This morning I was thinking about “grace”. Honestly I felt a bit like an ignorant beggar… I know so little about something I need so much.
One of the most famous “grace” scriptures is found in Ephesians 2:1-10 so I went there to read and linger.
I read these words from “The Message” (a version of the Bible):
It wasn’t so long ago that you were mired in that old stagnant life of sin. You let the world, which doesn’t know the first thing about living, tell you how to live. You filled your lungs with polluted unbelief, and then exhaled disobedience. We all did it, all of us doing what we felt like doing, when we felt like doing it, all of us in the same boat. It’s a wonder God didn’t lose his temper and do away with the whole lot of us. Instead, immense in mercy and with an incredible love, he embraced us. He took our sin-dead lives and made us alive in Christ. He did all this on his own, with no help from us! Then he picked us up and set us down in highest heaven in company with Jesus, our Messiah.

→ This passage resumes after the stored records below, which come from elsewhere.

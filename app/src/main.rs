//! panel-agent entrypoint.
//!
//! Boot order matters: configuration first (logging level may come from
//! it), then logging, then registration and initial sync. Boot failures
//! exit non-zero; after the loops are running the agent only terminates
//! on SIGINT/SIGTERM.

mod bootstrap;
mod cli;
mod logging;

use anyhow::Context;
use clap::Parser;
use pa_config::AgentConfig;
use tracing::info;

#[tokio::main]
async fn main() {
    let args = cli::Args::parse();
    if let Err(e) = run(args).await {
        eprintln!("panel-agent: {e:#}");
        std::process::exit(1);
    }
}

async fn run(args: cli::Args) -> anyhow::Result<()> {
    let cfg = AgentConfig::load(args.config.as_deref()).context("load configuration")?;
    logging::init(&cfg.log).context("initialize logging")?;

    info!(version = env!("CARGO_PKG_VERSION"), "panel agent starting");

    let agent = bootstrap::start(cfg).await?;

    wait_for_shutdown_signal().await;
    info!("shutdown signal received");

    agent.shutdown().await;
    info!("panel agent stopped");
    Ok(())
}

#[cfg(unix)]
async fn wait_for_shutdown_signal() {
    use tokio::signal::unix::{signal, SignalKind};

    match signal(SignalKind::terminate()) {
        Ok(mut term) => {
            tokio::select! {
                _ = tokio::signal::ctrl_c() => {}
                _ = term.recv() => {}
            }
        }
        Err(e) => {
            tracing::warn!(error = %e, "install SIGTERM handler failed");
            let _ = tokio::signal::ctrl_c().await;
        }
    }
}

#[cfg(not(unix))]
async fn wait_for_shutdown_signal() {
    let _ = tokio::signal::ctrl_c().await;
}
//! Telemetry shapes pushed upstream to the Panel.

use serde::{Deserialize, Serialize};

/// Per-user traffic accrued since the previous (counter-resetting) poll.
#[derive(Debug, Clone, Default, PartialEq, Eq, Serialize, Deserialize)]
pub struct TrafficReport {
    pub email: String,
    pub upload: i64,
    pub download: i64,
}

/// Node health snapshot.
#[derive(Debug, Clone, Default, Serialize, Deserialize)]
#[serde(rename_all = "camelCase")]
pub struct StatusReport {
    pub cpu_usage: f64,
    pub memory_usage: f64,
    pub disk_usage: f64,
    pub uptime: i64,
    pub online_users: u32,
    #[serde(skip_serializing_if = "Option::is_none")]
    pub xray_version: Option<String>,
}

/// One online session entry for device-limit enforcement.
#[derive(Debug, Clone, Default, Serialize, Deserialize)]
#[serde(rename_all = "camelCase")]
pub struct AliveUser {
    pub email: String,
    pub ip: String,
    #[serde(default, skip_serializing_if = "Option::is_none")]
    pub device_id: Option<String>,
}

/// Panel's answer to an alive report: which users to disconnect.
#[derive(Debug, Clone, Default, Serialize, Deserialize)]
#[serde(rename_all = "camelCase")]
pub struct AliveResponse {
    #[serde(default)]
    pub success: bool,
    #[serde(default)]
    pub kick_users: Vec<String>,
}

/// One egress address of the node.
#[derive(Debug, Clone, Default, Serialize, Deserialize)]
#[serde(rename_all = "camelCase")]
pub struct EgressIp {
    pub ip: String,
    /// Address family, 4 or 6.
    pub version: u8,
    #[serde(skip_serializing_if = "Option::is_none")]
    pub interface_name: Option<String>,
    #[serde(skip_serializing_if = "Option::is_none")]
    pub ip_type: Option<String>,
    #[serde(skip_serializing_if = "Option::is_none")]
    pub isp: Option<String>,
    #[serde(skip_serializing_if = "Option::is_none")]
    pub asn: Option<String>,
    pub is_active: bool,
}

Now God has us where he wants us, with all the time in this world and the next to shower grace and kindness upon us in Christ Jesus. Saving is all his idea, and all his work. All we do is trust him enough to let him do it. It’s God’s gift from start to finish! We don’t play the major role. If we did, we’d probably go around bragging that we’d done the whole thing! No, we neither make nor save ourselves. God does both the making and saving. He creates each of us by Christ Jesus to join him in the work he does, the good work he has gotten ready for us to do, work we had better be doing.
As I read these verses one word arrested my attention:
It’s a wonder God didn’t lose his temper and do away with the whole lot of us. Instead, immense in mercy and with an incredible love, he embraced us.
“Instead.”
I rolled this word around in my mind for a while then looked up the definition: In the place of something previously mentioned; as a substitute or an equivalent.
It didn’t take me long as I thought back over my days to realize that it is a wonder that God didn’t lose His temper with me and do away with me. Seriously, I’ve lost my temper with my children for less and sent them away from me (e.g. to their room) for infractions much less damaging than ones I’ve committed.
I’ve done much worse than anything my children have done so I wouldn’t blame God if He sent me away. But grace assumed its stance and “instead” took over!
Instead of sending me away or doing away with me God, “immense in mercy and with an incredible love, embraced [me].”
Instead of what was previously mentioned (being done away with) I got something unexpected and new… an embrace from my God.
That’s grace… and I’m grateful for it.
Now I want to go hug my kids.
You have never written anything more fundamental and meaningful. What you have written is true of all humanity, but most… for me. Grace so amazing, so divine. I have fallen in love with the hymn, “I Then Shall Live.” The first line says, “I then shall live as one who’s been forgiven.” All because of his grace.